WORKING DATA:
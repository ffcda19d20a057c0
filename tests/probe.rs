use chromawheel::{
    models::Srgb, Harmony, Palette, Point, Raster, Sample, Temperature, WheelGeometry,
};

#[test]
fn raster_pixels_probe_like_the_analytic_wheel() {
    let wheel = WheelGeometry::new(200);
    let raster = Raster::synthesize(&wheel);

    for (x, y) in [(100, 20), (150, 60), (40, 140), (100, 100), (0, 0), (185, 100)] {
        let center = Point::new(x as f64 + 0.5, y as f64 + 0.5);
        let rgb = raster.color(x, y).unwrap();
        assert_eq!(rgb, wheel.color_at_point(center), "pixel ({x}, {y})");

        let sample = Sample::probe(&wheel, rgb, center);
        assert_eq!(sample.inside, wheel.contains(center));
        assert_eq!(sample.complement.is_some(), sample.inside);
        if !sample.inside {
            assert_eq!(sample.rgb, Srgb::WHITE);
        }
    }
}

#[test]
fn probe_to_palette_to_css() {
    let wheel = WheelGeometry::new(400);
    let sample = Sample::probe_at(&wheel, 0.0, 150.0);
    assert_eq!(sample.descriptors.temperature, Temperature::Warm);

    let mut palette = Palette::new();
    palette.add(&sample);
    palette.add_harmony(&wheel, &sample, Harmony::Complementary);

    // The base color of the harmony replaces the earlier copy.
    assert_eq!(palette.len(), 2);

    let css = palette.export_css();
    let lines: Vec<_> = css.lines().collect();
    assert_eq!(lines.len(), 5);
    assert_eq!(lines[0], ":root");
    assert_eq!(lines[1], "{");
    assert!(lines[2].starts_with("  --swatch-01: #"));
    assert!(lines[2].ends_with("/* Comp Cyan */"), "{css}");
    assert!(lines[3].starts_with("  --swatch-02: "));
    assert!(lines[3].contains(&sample.hex));
    assert_eq!(lines[4], "}");

    palette.clear();
    assert_eq!(palette.export_css(), "");
}

#[test]
fn harmony_names_round_trip() {
    for kind in Harmony::ALL {
        assert_eq!(kind.to_string().parse::<Harmony>(), Ok(kind));
    }
    assert!("Square".parse::<Harmony>().is_err());
}

#[test]
fn custom_geometry_is_validated() {
    assert!(WheelGeometry::with_radii(100, 10.0, 45.0).is_ok());
    assert!(WheelGeometry::with_radii(100, 45.0, 10.0).is_err());
    assert!(WheelGeometry::with_radii(100, 10.0, 60.0).is_err());
    assert!(WheelGeometry::with_radii(0, 0.0, 0.0).is_err());
}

WHAT THE TASK ASKS: Set out every record in full, exactly as given.

SOLUTION TO THE PROBLEM:
repository ffcda19d20a057c0
filename tests/probe.rs
use chromawheel::{
    models::Srgb, Harmony, Palette, Point, Raster, Sample, Temperature, WheelGeometry,
};

#[test]
fn raster_pixels_probe_like_the_analytic_wheel() {
    let wheel = WheelGeometry::new(200);
    let raster = Raster::synthesize(&wheel);

    for (x, y) in [(100, 20), (150, 60), (40, 140), (100, 100), (0, 0), (185, 100)] {
        let center = Point::new(x as f64 + 0.5, y as f64 + 0.5);
        let rgb = raster.color(x, y).unwrap();
        assert_eq!(rgb, wheel.color_at_point(center), "pixel ({x}, {y})");

        let sample = Sample::probe(&wheel, rgb, center);
        assert_eq!(sample.inside, wheel.contains(center));
        assert_eq!(sample.complement.is_some(), sample.inside);
        if !sample.inside {
            assert_eq!(sample.rgb, Srgb::WHITE);
        }
    }
}

#[test]
fn probe_to_palette_to_css() {
    let wheel = WheelGeometry::new(400);
    let sample = Sample::probe_at(&wheel, 0.0, 150.0);
    assert_eq!(sample.descriptors.temperature, Temperature::Warm);

    let mut palette = Palette::new();
    palette.add(&sample);
    palette.add_harmony(&wheel, &sample, Harmony::Complementary);

    // The base color of the harmony replaces the earlier copy.
    assert_eq!(palette.len(), 2);

    let css = palette.export_css();
    let lines: Vec<_> = css.lines().collect();
    assert_eq!(lines.len(), 5);
    assert_eq!(lines[0], ":root");
    assert_eq!(lines[1], "{");
    assert!(lines[2].starts_with("  --swatch-01: #"));
    assert!(lines[2].ends_with("/* Comp Cyan */"), "{css}");
    assert!(lines[3].starts_with("  --swatch-02: "));
    assert!(lines[3].contains(&sample.hex));
    assert_eq!(lines[4], "}");

    palette.clear();
    assert_eq!(palette.export_css(), "");
}

#[test]
fn harmony_names_round_trip() {
    for kind in Harmony::ALL {
        assert_eq!(kind.to_string().parse::<Harmony>(), Ok(kind));
    }
    assert!("Square".parse::<Harmony>().is_err());
}

#[test]
fn custom_geometry_is_validated() {
    assert!(WheelGeometry::with_radii(100, 10.0, 45.0).is_ok());
    assert!(WheelGeometry::with_radii(100, 45.0, 10.0).is_err());
    assert!(WheelGeometry::with_radii(100, 10.0, 60.0).is_err());
    assert!(WheelGeometry::with_radii(0, 0.0, 0.0).is_err());
}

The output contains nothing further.